# Exercise
Considering every line below, count those with the word "display" and give only the result.

# Available data
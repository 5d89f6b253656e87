//! Network content source: fetch a dictionary page and extract raw sections.

use regex::Regex;
use std::sync::OnceLock;
use std::thread;
use std::time::Duration;

use super::{percent_encode_path, ContentSource, FetchError, RawSegments};

/// Sentinel for sections the page does not populate.
///
/// Keeping a placeholder instead of omitting the section keeps segment arity
/// stable for downstream transforms.
const EMPTY_SECTION: &str = "None";

/// Marker present on rate-limit/challenge interstitials.
const CHALLENGE_MARKER: &str = "id=\"search-form-index\"";

/// Fetches one dictionary page per identifier and extracts its sections.
pub struct WebSource {
    base_url: String,
    max_retries: usize,
    challenge_wait: Duration,
}

impl WebSource {
    pub fn new(base_url: &str, max_retries: usize, challenge_wait: Duration) -> Self {
        Self {
            base_url: base_url.trim_end_matches('/').to_string(),
            max_retries,
            challenge_wait,
        }
    }

    fn page_url(&self, identifier: &str) -> String {
        percent_encode_path(&format!("{}/{}", self.base_url, identifier))
    }

    fn fetch_page(&self, url: &str) -> Result<String, String> {
        let mut response = ureq::get(url).call().map_err(|err| err.to_string())?;
        response
            .body_mut()
            .read_to_string()
            .map_err(|err| err.to_string())
    }
}

impl ContentSource for WebSource {
    fn fetch(&self, identifier: &str) -> Result<RawSegments, FetchError> {
        let url = self.page_url(identifier);
        let mut last_error = String::from("no attempts made");
        for attempt in 1..=self.max_retries {
            match self.fetch_page(&url) {
                Ok(html) if html.contains(CHALLENGE_MARKER) => {
                    tracing::info!(
                        identifier,
                        attempt,
                        wait_secs = self.challenge_wait.as_secs(),
                        "challenge page detected, waiting before retry"
                    );
                    last_error = "challenge page".to_string();
                    thread::sleep(self.challenge_wait);
                }
                Ok(html) => return Ok(extract_segments(identifier, &html)),
                Err(err) => {
                    tracing::error!(
                        identifier,
                        attempt,
                        max_retries = self.max_retries,
                        error = %err,
                        "page fetch failed"
                    );
                    last_error = err;
                }
            }
        }
        Err(FetchError {
            identifier: identifier.to_string(),
            attempts: self.max_retries,
            last_error,
        })
    }
}

fn cached_regex(cell: &'static OnceLock<Regex>, pattern: &str) -> &'static Regex {
    cell.get_or_init(|| Regex::new(pattern).expect("section extraction regex"))
}

fn strip_tags(html: &str) -> String {
    static TAGS: OnceLock<Regex> = OnceLock::new();
    cached_regex(&TAGS, r"<[^>]+>").replace_all(html, "").trim().to_string()
}

fn block<'a>(html: &'a str, class: &str) -> Option<&'a str> {
    // Lazy match is enough for the flat section blocks this scopes.
    let pattern = format!(r#"(?s)<div[^>]*class="[^"]*{class}[^"]*"[^>]*>(.*?)</div>"#);
    let re = Regex::new(&pattern).expect("section block regex");
    re.captures(html).map(|cap| cap.get(1).map_or("", |m| m.as_str()))
}

fn inner_texts(html: &str, element: &'static OnceLock<Regex>, pattern: &str) -> Vec<String> {
    cached_regex(element, pattern)
        .captures_iter(html)
        .map(|cap| strip_tags(cap.get(1).map_or("", |m| m.as_str())))
        .filter(|text| !text.is_empty())
        .collect()
}

fn or_sentinel(text: String) -> String {
    if text.is_empty() {
        EMPTY_SECTION.to_string()
    } else {
        text
    }
}

/// Extract the fixed section tuple from a dictionary page.
///
/// Segment order: identifier, pronunciation accent, overview, tags,
/// translations, example sentence pairs.
pub fn extract_segments(identifier: &str, html: &str) -> RawSegments {
    static SPAN: OnceLock<Regex> = OnceLock::new();
    static PARA: OnceLock<Regex> = OnceLock::new();
    static ANCHOR: OnceLock<Regex> = OnceLock::new();
    static CONTENT: OnceLock<Regex> = OnceLock::new();
    static SRC_SPAN: OnceLock<Regex> = OnceLock::new();
    static DST_SPAN: OnceLock<Regex> = OnceLock::new();

    let accent = cached_regex(&SPAN, r"(?s)<span[^>]*>(.*?)</span>")
        .captures(html)
        .map(|cap| strip_tags(cap.get(1).map_or("", |m| m.as_str())))
        .unwrap_or_default();

    let overview = block(html, "overview")
        .map(|inner| inner_texts(inner, &PARA, r"(?s)<p[^>]*>(.*?)</p>").join("\n"))
        .unwrap_or_default();

    let tags = block(html, "tags")
        .map(|inner| inner_texts(inner, &ANCHOR, r"(?s)<a[^>]*>(.*?)</a>").join("\n"))
        .unwrap_or_default();

    // Translation entries nest inside their section, so `block` cannot scope
    // them; `class="content"` divs only occur in the translations section.
    let translations = inner_texts(
        html,
        &CONTENT,
        r#"(?s)<div[^>]*class="content"[^>]*>(.*?)</div>"#,
    )
    .join("\n");

    let sources = inner_texts(html, &SRC_SPAN, r#"(?s)<span class="ru"[^>]*>(.*?)</span>"#);
    let targets = inner_texts(html, &DST_SPAN, r#"(?s)<span class="tl"[^>]*>(.*?)</span>"#);
    let examples = sources
        .iter()
        .zip(targets.iter())
        .map(|(src, dst)| format!("{src} | {dst}"))
        .collect::<Vec<_>>()
        .join("\n");

    vec![
        identifier.to_string(),
        or_sentinel(accent),
        or_sentinel(overview),
        or_sentinel(tags),
        or_sentinel(translations),
        or_sentinel(examples),
    ]
}
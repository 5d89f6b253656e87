//! Vocabulary deck pipeline.
//!
//! Two independently invocable stages share a durable on-disk store:
//! acquisition fetches raw entries per identifier and persists them as
//! divider-joined records, encoding transforms those records into validated
//! field rows and hands a deck to the package writer.

pub mod acquire;
pub mod cli;
pub mod encode;
pub mod index;
pub mod markup;
pub mod package;
pub mod source;
pub mod store;
pub mod tasks;
pub mod template;
pub mod transform;
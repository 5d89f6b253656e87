//! Card templates: the ordered field schema plus presentation resources.

use anyhow::{anyhow, Context, Result};
use serde::Serialize;
use std::fs;
use std::path::Path;

/// A named, ordered schema of card fields with its presentation resources.
///
/// Arity is fixed at construction; every row entering a deck must match it
/// exactly. Presentation resources are loaded eagerly so a bad formats path
/// fails before any work dispatches.
#[derive(Debug, Clone, Serialize)]
pub struct FieldTemplate {
    pub id: i64,
    pub name: String,
    pub fields: Vec<String>,
    pub front: String,
    pub back: String,
    pub style: String,
}

impl FieldTemplate {
    pub fn load(
        id: i64,
        name: &str,
        fields: &[&str],
        front_path: &Path,
        back_path: &Path,
        style_path: &Path,
    ) -> Result<Self> {
        if fields.is_empty() {
            return Err(anyhow!("template {name:?} has no fields"));
        }
        let front = read_resource(front_path, "front layout")?;
        let back = read_resource(back_path, "back layout")?;
        let style = read_resource(style_path, "style")?;
        Ok(Self {
            id,
            name: name.to_string(),
            fields: fields.iter().map(|field| field.to_string()).collect(),
            front,
            back,
            style,
        })
    }

    /// The single invariant every downstream row must satisfy.
    pub fn arity(&self) -> usize {
        self.fields.len()
    }
}

fn read_resource(path: &Path, label: &str) -> Result<String> {
    if !path.is_file() {
        return Err(anyhow!("{label} {} is not a file", path.display()));
    }
    fs::read_to_string(path).with_context(|| format!("read {label} {}", path.display()))
}

#[cfg(test)]
mod tests {
    use super::*;
    use std::io::Write;

    fn resource(dir: &Path, name: &str, content: &str) -> std::path::PathBuf {
        let path = dir.join(name);
        let mut file = fs::File::create(&path).expect("create resource");
        file.write_all(content.as_bytes()).expect("write resource");
        path
    }

    #[test]
    fn loads_resources_and_fixes_arity() {
        let dir = tempfile::tempdir().expect("tempdir");
        let front = resource(dir.path(), "front.html", "{{Front}}");
        let back = resource(dir.path(), "back.html", "{{Back}}");
        let style = resource(dir.path(), "style.css", ".card {}");

        let template = FieldTemplate::load(1001, "Note", &["word", "back"], &front, &back, &style)
            .expect("load template");
        assert_eq!(template.arity(), 2);
        assert_eq!(template.front, "{{Front}}");
        assert_eq!(template.style, ".card {}");
    }

    #[test]
    fn missing_resource_fails_fast() {
        let dir = tempfile::tempdir().expect("tempdir");
        let front = resource(dir.path(), "front.html", "{{Front}}");
        let back = resource(dir.path(), "back.html", "{{Back}}");
        let missing = dir.path().join("style.css");

        let err = FieldTemplate::load(1001, "Note", &["word"], &front, &back, &missing)
            .expect_err("missing style must fail");
        assert!(err.to_string().contains("style"));
    }
}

# Answer to this problem
2